Ricardo Bernal
Pasé casi toda mi infancia metido en tu baúl. Un baúl de gruesas paredes, cerrado siempre con el candado parlante que ahuyentaba a los intrusos.
A veces la lluvia entraba por las ventanas y sus pies de humedad pisoteaban todos mis huesos. Adentro del baúl, la oscuridad y el silencio formaban una extraña alianza de actores verdugos, interpretando cada noche el Juicio Final.
Recuerdo al laborioso pueblo de polillas que compartía conmigo esas residencias: sus innumerables alas y hocicos recorrían mi cara y los dedos de mis pies; incluso algunas, las más osadas, se arrastraban despacio por el pozo seco de mi garganta, dejándome completamente mudo y haciendo que los engranajes de la memoria se fueran oxidando poco a poco.

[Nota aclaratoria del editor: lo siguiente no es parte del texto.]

impl<P: ComparatorPlatform> Comparator<P> {
    /// Creates a comparator with the given platform quirks.
    #[must_use]
    pub fn with_platform(platform: P) -> Self {
        Self {
            platform,
            config: ComparatorConfig::default(),
        }
    }

    /// Returns a copy with the given configuration.
    #[must_use]
    pub fn with_config(mut self, config: ComparatorConfig) -> Self {
        self.config = config;
        self
    }

    /// Compares two tables and reports what changed from `old_table` to
    /// `new_table`.
    #[must_use]
    pub fn compare_tables(&self, old_table: &Table, new_table: &Table) -> TableDiff {
        let mut diff = TableDiff::new(old_table.clone());

        self.diff_columns(old_table, new_table, &mut diff);
        self.diff_indexes(old_table, new_table, &mut diff);
        Self::diff_foreign_keys(old_table, new_table, &mut diff);
        Self::diff_primary_key(old_table, new_table, &mut diff);

        diff
    }

    /// Compares two schemas table-by-table, plus sequences, views, and
    /// namespaces.
    #[must_use]
    pub fn compare_schemas(&self, old_schema: &Schema, new_schema: &Schema) -> SchemaDiff {
        let mut diff = SchemaDiff::default();

        // Namespaces are plain sets; qualifiers already implied membership
        // when each schema was assembled.
        for namespace in new_schema.namespaces() {
            if !old_schema.has_namespace(&namespace.normalized()) {
                diff.created_schemas.push(namespace.clone());
            }
        }
        for namespace in old_schema.namespaces() {
            if !new_schema.has_namespace(&namespace.normalized()) {
                diff.dropped_schemas.push(namespace.clone());
            }
        }

        for old_table in old_schema.tables() {
            let key = old_schema.resolve_name(old_table.name());
            match new_schema.table(&key) {
                Some(new_table) => {
                    let table_diff = self.compare_tables(old_table, new_table);
                    if !table_diff.is_empty() {
                        diff.altered_tables.push(table_diff);
                    }
                }
                None => diff.dropped_tables.push(old_table.clone()),
            }
        }
        for new_table in new_schema.tables() {
            let key = new_schema.resolve_name(new_table.name());
            if old_schema.table(&key).is_none() {
                diff.created_tables.push(new_table.clone());
            }
        }

        for old_sequence in old_schema.sequences() {
            let key = old_schema.resolve_name(old_sequence.name());
            match new_schema.sequence(&key) {
                Some(new_sequence) => {
                    if old_sequence.allocation_size() != new_sequence.allocation_size()
                        || old_sequence.initial_value() != new_sequence.initial_value()
                    {
                        diff.altered_sequences.push(new_sequence.clone());
                    }
                }
                None => diff.dropped_sequences.push(old_sequence.clone()),
            }
        }
        for new_sequence in new_schema.sequences() {
            let key = new_schema.resolve_name(new_sequence.name());
            if old_schema.sequence(&key).is_none() {
                diff.created_sequences.push(new_sequence.clone());
            }
        }

        for old_view in old_schema.views() {
            let key = old_schema.resolve_name(old_view.name());
            match new_schema.view(&key) {
                // A changed defining query is a drop plus a create; views
                // have no alterable identity beyond their name.
                Some(new_view) if new_view.sql() == old_view.sql() => {}
                Some(new_view) => {
                    diff.dropped_views.push(old_view.clone());
                    diff.created_views.push(new_view.clone());
                }
                None => diff.dropped_views.push(old_view.clone()),
            }
        }
        for new_view in new_schema.views() {
            let key = new_schema.resolve_name(new_view.name());
            if old_schema.view(&key).is_none() {
                diff.created_views.push(new_view.clone());
            }
        }

        diff
    }

    /// Compares the attributes of two same-named columns. The name itself is
    /// not compared here; a case-only spelling difference is not a change.
    fn diff_column(&self, old_column: &Column, new_column: &Column) -> BTreeSet<ChangedProperty> {
        let mut changed = BTreeSet::new();

        if old_column.column_type() != new_column.column_type() {
            changed.insert(ChangedProperty::Type);
        }
        if old_column.length() != new_column.length() {
            changed.insert(ChangedProperty::Length);
        }
        if old_column.precision() != new_column.precision() {
            changed.insert(ChangedProperty::Precision);
        }
        if old_column.scale() != new_column.scale() {
            changed.insert(ChangedProperty::Scale);
        }
        if old_column.is_fixed() != new_column.is_fixed() {
            changed.insert(ChangedProperty::Fixed);
        }
        if old_column.is_unsigned() != new_column.is_unsigned() {
            changed.insert(ChangedProperty::Unsigned);
        }
        if old_column.is_notnull() != new_column.is_notnull() {
            changed.insert(ChangedProperty::NotNull);
        }
        // Exact value identity: '' and '0' and NULL are all distinct.
        if self.platform.normalized_default(old_column)
            != self.platform.normalized_default(new_column)
        {
            changed.insert(ChangedProperty::Default);
        }
        if old_column.is_autoincrement() != new_column.is_autoincrement() {
            changed.insert(ChangedProperty::AutoIncrement);
        }
        if old_column.comment() != new_column.comment() {
            changed.insert(ChangedProperty::Comment);
        }
        if self
            .platform
            .relevant_column_options()
            .iter()
            .any(|key| old_column.platform_option(key) != new_column.platform_option(key))
        {
            changed.insert(ChangedProperty::PlatformOptions);
        }

        changed
    }

    fn diff_columns(&self, old_table: &Table, new_table: &Table, diff: &mut TableDiff) {
        let mut dropped: Vec<&Column> = Vec::new();
        let mut added: Vec<&Column> = Vec::new();

        for old_column in old_table.columns() {
            let spelling = old_column.name().to_string();
            match new_table.column(&spelling) {
                Some(new_column) => {
                    let changed = self.diff_column(old_column, new_column);
                    if !changed.is_empty() {
                        diff.changed_columns.push(ColumnDiff::new(
                            old_column.clone(),
                            new_column.clone(),
                            changed,
                        ));
                    }
                }
                None => dropped.push(old_column),
            }
        }
        for new_column in new_table.columns() {
            if !old_table.has_column(&new_column.name().to_string()) {
                added.push(new_column);
            }
        }

        if self.config.detect_renamed_columns() {
            let (renamed_dropped, renamed_added) =
                match_renames(&dropped, &added, |old_column, new_column| {
                    old_column.equals_ignoring_name(new_column)
                });

            for (&i, &j) in renamed_dropped.iter().zip(&renamed_added) {
                let old_column = dropped[i];
                let new_column = added[j];
                diff.renamed_columns
                    .insert(old_column.name().to_string(), new_column.clone());
                diff.changed_columns.push(ColumnDiff::new(
                    old_column.clone(),
                    new_column.clone(),
                    BTreeSet::from([ChangedProperty::Name]),
                ));
            }

            retain_unmatched(&mut dropped, &renamed_dropped);
            retain_unmatched(&mut added, &renamed_added);
        }

        diff.dropped_columns
            .extend(dropped.into_iter().cloned());
        diff.added_columns.extend(added.into_iter().cloned());
    }

    fn diff_indexes(&self, old_table: &Table, new_table: &Table, diff: &mut TableDiff) {
        let mut dropped: Vec<&Index> = Vec::new();
        let mut added: Vec<&Index> = Vec::new();

        for old_index in old_table.indexes() {
            let spelling = index_name(old_index);
            match new_table.index(&spelling) {
                Some(new_index) => {
                    if !old_index.structurally_equals(new_index) {
                        if self.config.report_modified_indexes() {
                            diff.modified_indexes.push(new_index.clone());
                        } else {
                            diff.dropped_indexes.push(old_index.clone());
                            diff.added_indexes.push(new_index.clone());
                        }
                    }
                }
                None => dropped.push(old_index),
            }
        }
        for new_index in new_table.indexes() {
            if old_table.index(&index_name(new_index)).is_none() {
                added.push(new_index);
            }
        }

        if self.config.detect_renamed_indexes() {
            let (renamed_dropped, renamed_added) =
                match_renames(&dropped, &added, |old_index, new_index| {
                    old_index.structurally_equals(new_index)
                });

            for (&i, &j) in renamed_dropped.iter().zip(&renamed_added) {
                diff.renamed_indexes
                    .insert(index_name(dropped[i]), added[j].clone());
            }

            retain_unmatched(&mut dropped, &renamed_dropped);
            retain_unmatched(&mut added, &renamed_added);
        }

        diff.dropped_indexes
            .extend(dropped.into_iter().cloned());
        diff.added_indexes.extend(added.into_iter().cloned());
    }

    fn diff_foreign_keys(old_table: &Table, new_table: &Table, diff: &mut TableDiff) {
        let new_keys: Vec<_> = new_table.foreign_keys().collect();
        let mut matched = vec![false; new_keys.len()];

        for old_key in old_table.foreign_keys() {
            let position = new_keys
                .iter()
                .enumerate()
                .position(|(j, new_key)| !matched[j] && old_key.structurally_equals(new_key));
            match position {
                // A structurally unchanged foreign key is a match even when
                // named differently; a pure rename contributes nothing.
                Some(j) => matched[j] = true,
                None => diff.dropped_foreign_keys.push(old_key.clone()),
            }
        }
        for (j, new_key) in new_keys.iter().enumerate() {
            if !matched[j] {
                diff.added_foreign_keys.push((*new_key).clone());
            }
        }
    }

    fn diff_primary_key(old_table: &Table, new_table: &Table, diff: &mut TableDiff) {
        diff.primary_key_change = match (old_table.primary_key(), new_table.primary_key()) {
            (None, None) => None,
            (None, Some(new_key)) => Some(PrimaryKeyChange::Added(new_key.clone())),
            (Some(old_key), None) => Some(PrimaryKeyChange::Dropped(old_key.clone())),
            (Some(old_key), Some(new_key)) => {
                if old_key.structurally_equals(new_key) {
                    None
                } else {
                    Some(PrimaryKeyChange::Altered {
                        old: old_key.clone(),
                        new: new_key.clone(),
                    })
                }
            }
        };
    }
}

Recuerdo que cada jueves, muy temprano, abrías el candado y me sacabas del baúl. Me arrullabas entre tus tentáculos diciendo: "Ya, mi dulce niñito; ya, mi pequeño bebé". Yo miraba incrédulo la lepra de tu rostro, y bajo el brillo hipnótico de tu mirada se despertaba en mis adentros ese amor que sólo conocen los perros y las víctimas.
"Bebito, bebito de azúcar y miel... aliméntame pequeñito", decías, y tus negros colmillos se clavaban en mi cráneo para absorber lo poco que ahí quedaba. Luego me llevabas arrastrando hasta el ropero, abrías sus pesadas puertas y sacabas un frasco azul lleno de pájaros líquidos. Me dabas a beber de esa sustancia y a los pocos minutos mi alma caía en un letargo de sueños crípticos y descabellados.

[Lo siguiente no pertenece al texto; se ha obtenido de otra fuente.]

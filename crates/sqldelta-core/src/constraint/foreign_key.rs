//! Foreign key constraint model.

use serde::{Deserialize, Serialize};

use crate::error::DefinitionError;
use crate::name::{OptionallyQualifiedName, UnqualifiedName};

/// Referential action applied on update or delete of a referenced row.
#[derive(Debug, Clone, Copy, Default, PartialEq, Eq, Hash, Serialize, Deserialize)]
pub enum ReferentialAction {
    /// No action.
    #[default]
    NoAction,
    /// Restrict the operation.
    Restrict,
    /// Cascade the operation.
    Cascade,
    /// Set the referencing columns to NULL.
    SetNull,
    /// Set the referencing columns to their defaults.
    SetDefault,
}

impl ReferentialAction {
    /// Whether two actions are semantically identical for comparison
    /// purposes. RESTRICT and NO ACTION differ only in check timing, not in
    /// effect, and compare as equal.
    #[must_use]
    pub fn equivalent_to(self, other: Self) -> bool {
        let fold = |action: Self| match action {
            Self::Restrict => Self::NoAction,
            other => other,
        };
        fold(self) == fold(other)
    }
}

/// Foreign key match type.
#[derive(Debug, Clone, Copy, Default, PartialEq, Eq, Hash, Serialize, Deserialize)]
pub enum MatchType {
    /// MATCH SIMPLE.
    #[default]
    Simple,
    /// MATCH FULL.
    Full,
    /// MATCH PARTIAL.
    Partial,
}

/// Whether constraint enforcement can be postponed to transaction commit.
#[derive(Debug, Clone, Copy, Default, PartialEq, Eq, Hash, Serialize, Deserialize)]
pub enum Deferrability {
    /// Enforced immediately, cannot be deferred.
    #[default]
    NotDeferrable,
    /// Can be deferred, enforced immediately by default.
    Deferrable,
    /// Can be deferred, deferred by default.
    Deferred,
}

/// A foreign key constraint: ordered referencing columns, a referenced table,
/// and referenced columns of the same arity.
#[derive(Debug, Clone, PartialEq, Eq, Serialize, Deserialize)]
pub struct ForeignKeyConstraint {
    name: Option<UnqualifiedName>,
    referencing_column_names: Vec<UnqualifiedName>,
    referenced_table_name: OptionallyQualifiedName,
    referenced_column_names: Vec<UnqualifiedName>,
    match_type: MatchType,
    on_update: ReferentialAction,
    on_delete: ReferentialAction,
    deferrability: Deferrability,
}

impl ForeignKeyConstraint {
    /// Returns a blank editor.
    #[must_use]
    pub fn editor() -> ForeignKeyConstraintEditor {
        ForeignKeyConstraintEditor::default()
    }

    /// Returns an editor pre-seeded with this constraint's state.
    #[must_use]
    pub fn edit(&self) -> ForeignKeyConstraintEditor {
        ForeignKeyConstraintEditor {
            name: self.name.clone(),
            referencing_column_names: self.referencing_column_names.clone(),
            referenced_table_name: Some(self.referenced_table_name.clone()),
            referenced_column_names: self.referenced_column_names.clone(),
            match_type: self.match_type,
            on_update: self.on_update,
            on_delete: self.on_delete,
            deferrability: self.deferrability,
        }
    }

    /// The constraint name, if named.
    #[must_use]
    pub const fn name(&self) -> Option<&UnqualifiedName> {
        self.name.as_ref()
    }

    /// The ordered referencing (local) column names.
    #[must_use]
    pub fn referencing_column_names(&self) -> &[UnqualifiedName] {
        &self.referencing_column_names
    }

    /// The referenced table name.
    #[must_use]
    pub const fn referenced_table_name(&self) -> &OptionallyQualifiedName {
        &self.referenced_table_name
    }

    /// The ordered referenced column names.
    #[must_use]
    pub fn referenced_column_names(&self) -> &[UnqualifiedName] {
        &self.referenced_column_names
    }

    /// The match type.
    #[must_use]
    pub const fn match_type(&self) -> MatchType {
        self.match_type
    }

    /// The ON UPDATE action.
    #[must_use]
    pub const fn on_update(&self) -> ReferentialAction {
        self.on_update
    }

    /// The ON DELETE action.
    #[must_use]
    pub const fn on_delete(&self) -> ReferentialAction {
        self.on_delete
    }

    /// The deferrability mode.
    #[must_use]
    pub const fn deferrability(&self) -> Deferrability {
        self.deferrability
    }

    /// Replaces the constraint name. Used by the table editor when assigning
    /// generated names to anonymous constraints.
    pub(crate) fn with_name(mut self, name: UnqualifiedName) -> Self {
        self.name = Some(name);
        self
    }

    /// Whether the two constraints are structurally identical ignoring their
    /// names. Foreign key identity for diffing purposes is structural, not
    /// nominal: referencing columns, referenced table and columns, match
    /// type, actions (RESTRICT and NO ACTION treated as equal), and
    /// deferrability.
    #[must_use]
    pub fn structurally_equals(&self, other: &Self) -> bool {
        self.referencing_column_names == other.referencing_column_names
            && self.referenced_table_name == other.referenced_table_name
            && self.referenced_column_names == other.referenced_column_names
            && self.match_type == other.match_type
            && self.on_update.equivalent_to(other.on_update)
            && self.on_delete.equivalent_to(other.on_delete)
            && self.deferrability == other.deferrability
    }
}

/// Fluent builder for [`ForeignKeyConstraint`] instances.
#[derive(Debug, Clone, Default)]
pub struct ForeignKeyConstraintEditor {
    name: Option<UnqualifiedName>,
    referencing_column_names: Vec<UnqualifiedName>,
    referenced_table_name: Option<OptionallyQualifiedName>,
    referenced_column_names: Vec<UnqualifiedName>,
    match_type: MatchType,
    on_update: ReferentialAction,
    on_delete: ReferentialAction,
    deferrability: Deferrability,
}

impl ForeignKeyConstraintEditor {
    /// Sets the constraint name.
    #[must_use]
    pub fn set_name(mut self, name: Option<UnqualifiedName>) -> Self {
        self.name = name;
        self
    }

    /// Sets the ordered referencing (local) column names.
    #[must_use]
    pub fn set_referencing_column_names(mut self, names: Vec<UnqualifiedName>) -> Self {
        self.referencing_column_names = names;
        self
    }

    /// Sets the referenced table name.
    #[must_use]
    pub fn set_referenced_table_name(mut self, name: OptionallyQualifiedName) -> Self {
        self.referenced_table_name = Some(name);
        self
    }

    /// Sets the ordered referenced column names.
    #[must_use]
    pub fn set_referenced_column_names(mut self, names: Vec<UnqualifiedName>) -> Self {
        self.referenced_column_names = names;
        self
    }

    /// Sets the match type.
    #[must_use]
    pub fn set_match_type(mut self, match_type: MatchType) -> Self {
        self.match_type = match_type;
        self
    }

    /// Sets the ON UPDATE action.
    #[must_use]
    pub fn set_on_update_action(mut self, action: ReferentialAction) -> Self {
        self.on_update = action;
        self
    }

    /// Sets the ON DELETE action.
    #[must_use]
    pub fn set_on_delete_action(mut self, action: ReferentialAction) -> Self {
        self.on_delete = action;
        self
    }

    /// Sets the deferrability mode.
    #[must_use]
    pub fn set_deferrability(mut self, deferrability: Deferrability) -> Self {
        self.deferrability = deferrability;
        self
    }

    /// Validates the definition and assembles the constraint.
    ///
    /// # Errors
    ///
    /// Returns a [`DefinitionError`] when the referencing columns, referenced
    /// table, or referenced columns are missing, or when the referencing and
    /// referenced column lists differ in length.
    pub fn create(self) -> Result<ForeignKeyConstraint, DefinitionError> {
        if self.referencing_column_names.is_empty() {
            return Err(DefinitionError::ReferencingColumnNamesNotSet);
        }
        let referenced_table_name = self
            .referenced_table_name
            .ok_or(DefinitionError::ReferencedTableNameNotSet)?;
        if self.referenced_column_names.is_empty() {
            return Err(DefinitionError::ReferencedColumnNamesNotSet);
        }
        if self.referencing_column_names.len() != self.referenced_column_names.len() {
            return Err(DefinitionError::ColumnArityMismatch {
                referencing: self.referencing_column_names.len(),
                referenced: self.referenced_column_names.len(),
            });
        }

        Ok(ForeignKeyConstraint {
            name: self.name,
            referencing_column_names: self.referencing_column_names,
            referenced_table_name,
            referenced_column_names: self.referenced_column_names,
            match_type: self.match_type,
            on_update: self.on_update,
            on_delete: self.on_delete,
            deferrability: self.deferrability,
        })
    }
}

Soñaba, por ejemplo, que iba a la escuela y jugaba con los otros niños; soñaba con un zoológico de jirafas alargadas y viejitos vendiendo globos; soñaba con una fiesta de cumpleaños y un pastel de fresas en medio de la mesa.

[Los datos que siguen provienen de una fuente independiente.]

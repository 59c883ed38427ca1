use std::fmt;

use colored::Colorize;

/// Reports an internal compiler defect and aborts the compilation in
/// progress.
///
/// Reaching this means an earlier pass handed the backend a tree it
/// promised could not exist, or a language feature grew a front end without
/// a matching lowering rule. There is no recovery and no partial output;
/// anything already written to the output stream is invalid in its
/// entirety. The panic unwinds the whole codegen run, which lets tests
/// observe the condition without taking the test runner down with it.
pub fn bug(message: impl fmt::Display) -> ! {
    eprintln!(
        "{} {message}",
        "internal compiler error:".bright_red().bold()
    );

    #[cfg(feature = "error-backtrace")]
    eprintln!("{}", std::backtrace::Backtrace::force_capture());

    panic!("internal compiler error: {message}");
}
use brookc::{
    ast::{BinaryOperatorKind, FunctionRegistry, Node, SymbolId},
    backend::{self, transpile::Transpiler},
    builder::{binary, block, bool_literal, int_literal, module, return_statement, test},
};
use indoc::indoc;

/// Two test declarations split across two modules, with symbol indices that
/// differ from their declaration order.
fn fixture() -> Vec<Node> {
    let addition = test(
        SymbolId(5),
        "addition_works",
        block(vec![return_statement(Some(binary(
            BinaryOperatorKind::Equals,
            binary(BinaryOperatorKind::Add, int_literal(2), int_literal(2)),
            int_literal(4),
        )))]),
    );

    let truth = test(
        SymbolId(9),
        "truth_holds",
        block(vec![return_statement(Some(bool_literal(true)))]),
    );

    vec![module(vec![addition]), module(vec![truth])]
}

fn assemble(modules: &[Node]) -> String {
    let registry = FunctionRegistry::collect(modules);
    let mut out = Vec::new();
    backend::assemble_program(&mut out, modules, &registry).expect("assembly should not fail");
    String::from_utf8(out).expect("generated text should be utf-8")
}

fn position(haystack: &str, needle: &str) -> usize {
    haystack
        .find(needle)
        .unwrap_or_else(|| panic!("expected {needle:?} in generated output"))
}

#[test]
fn test_functions_return_bool_and_use_the_canonical_name() {
    let output = assemble(&fixture());

    assert!(output.contains("bool test_5()"));
    assert!(output.contains("bool test_9()"));
    assert!(position(&output, "bool test_5()") < position(&output, "int main()"));
}

#[test]
fn banners_use_the_source_level_test_name() {
    let output = assemble(&fixture());

    assert!(output.contains(r#"printf("\nRunning test 'addition_works'\n");"#));
    assert!(output.contains(r#"printf("\nRunning test 'truth_holds'\n");"#));
    assert!(!output.contains("Running test 'symbol_"));
    assert!(!output.contains("Running test 'test_"));
}

#[test]
fn the_driver_runs_tests_in_module_order() {
    let output = assemble(&fixture());

    let first_banner = position(&output, "Running test 'addition_works'");
    let first_call = position(&output, "if(!test_5())");
    let second_banner = position(&output, "Running test 'truth_holds'");
    let second_call = position(&output, "if(!test_9())");
    let summary = position(&output, r#"printf("\nAll 2 tests succeeded\n");"#);

    assert!(first_banner < first_call);
    assert!(first_call < second_banner);
    assert!(second_banner < second_call);
    assert!(second_call < summary);
}

#[test]
fn every_failure_path_exits_the_process() {
    let output = assemble(&fixture());

    assert_eq!(output.matches("exit(EXIT_FAILURE);").count(), 2);
    assert_eq!(output.matches(r#"printf("Test failed\n");"#).count(), 2);
}

#[test]
fn the_driver_emits_statements_only() {
    let modules = fixture();
    let registry = FunctionRegistry::collect(&modules);
    let mut transpiler = Transpiler::new(Vec::new(), &modules, &registry);
    transpiler
        .emit_test_driver()
        .expect("driver emission should not fail");
    let driver =
        String::from_utf8(transpiler.into_writer()).expect("generated text should be utf-8");

    // No function definitions and no entry point, just the run sequence
    assert!(!driver.contains("bool test_"));
    assert!(!driver.contains("int main()"));
    assert_eq!(
        driver,
        indoc! {r#"


            printf("\nRunning test 'addition_works'\n");
            if(!test_5())
            {
            printf("Test failed\n");
            exit(EXIT_FAILURE);
            }
            printf("Test succeeded\n\n");
            printf("\nRunning test 'truth_holds'\n");
            if(!test_9())
            {
            printf("Test failed\n");
            exit(EXIT_FAILURE);
            }
            printf("Test succeeded\n\n");
            printf("\nAll 2 tests succeeded\n");
        "#}
    );
}

#[test]
fn test_bodies_lower_like_any_other_block() {
    let modules = fixture();
    let registry = FunctionRegistry::collect(&modules);
    let mut transpiler = Transpiler::new(Vec::new(), &modules, &registry);
    transpiler
        .define_tests()
        .expect("test emission should not fail");
    let tests = String::from_utf8(transpiler.into_writer()).expect("generated text should be utf-8");

    assert_eq!(
        tests,
        indoc! {r#"
            bool test_5()
            {
            return (((2) + (2)) == (4));
            }
            bool test_9()
            {
            return (true);
            }
        "#}
    );
}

Pero siempre despertaba, y entonces eras para mí la misma mosca pegajosa amamantando a sus criaturas, o un gran sapo crucificado, todo cubierto de llagas.
El día que cumplí siete años cayó en jueves. Estuve esperándote desde la madrugada, trataba de no respirar para oír el eco de tus pasos en alguna de las galerías. Conté las horas, los días, las semanas... pero tú nunca llegaste. Volví a quedarme dormido, aunque esta vez no soñé nada. Cuando desperté, el baúl estaba abierto y un olor nauseabundo revoloteaba en el aire. Te busqué de habitación en habitación hasta toparme con la última puerta, la que da a los jardines y a tu cementerio de muñecas; la abrí despacio: entre bracitos, cabecitas y piernitas de plástico, tu cuerpo se descomponía.
Desde entonces soy el único habitante de esta casa. Aunque sé que muy pronto, cualquier jueves, un nuevo bebé nacerá en tu viejo baúl, y sus sueños serán mi alimento durante toda la vida.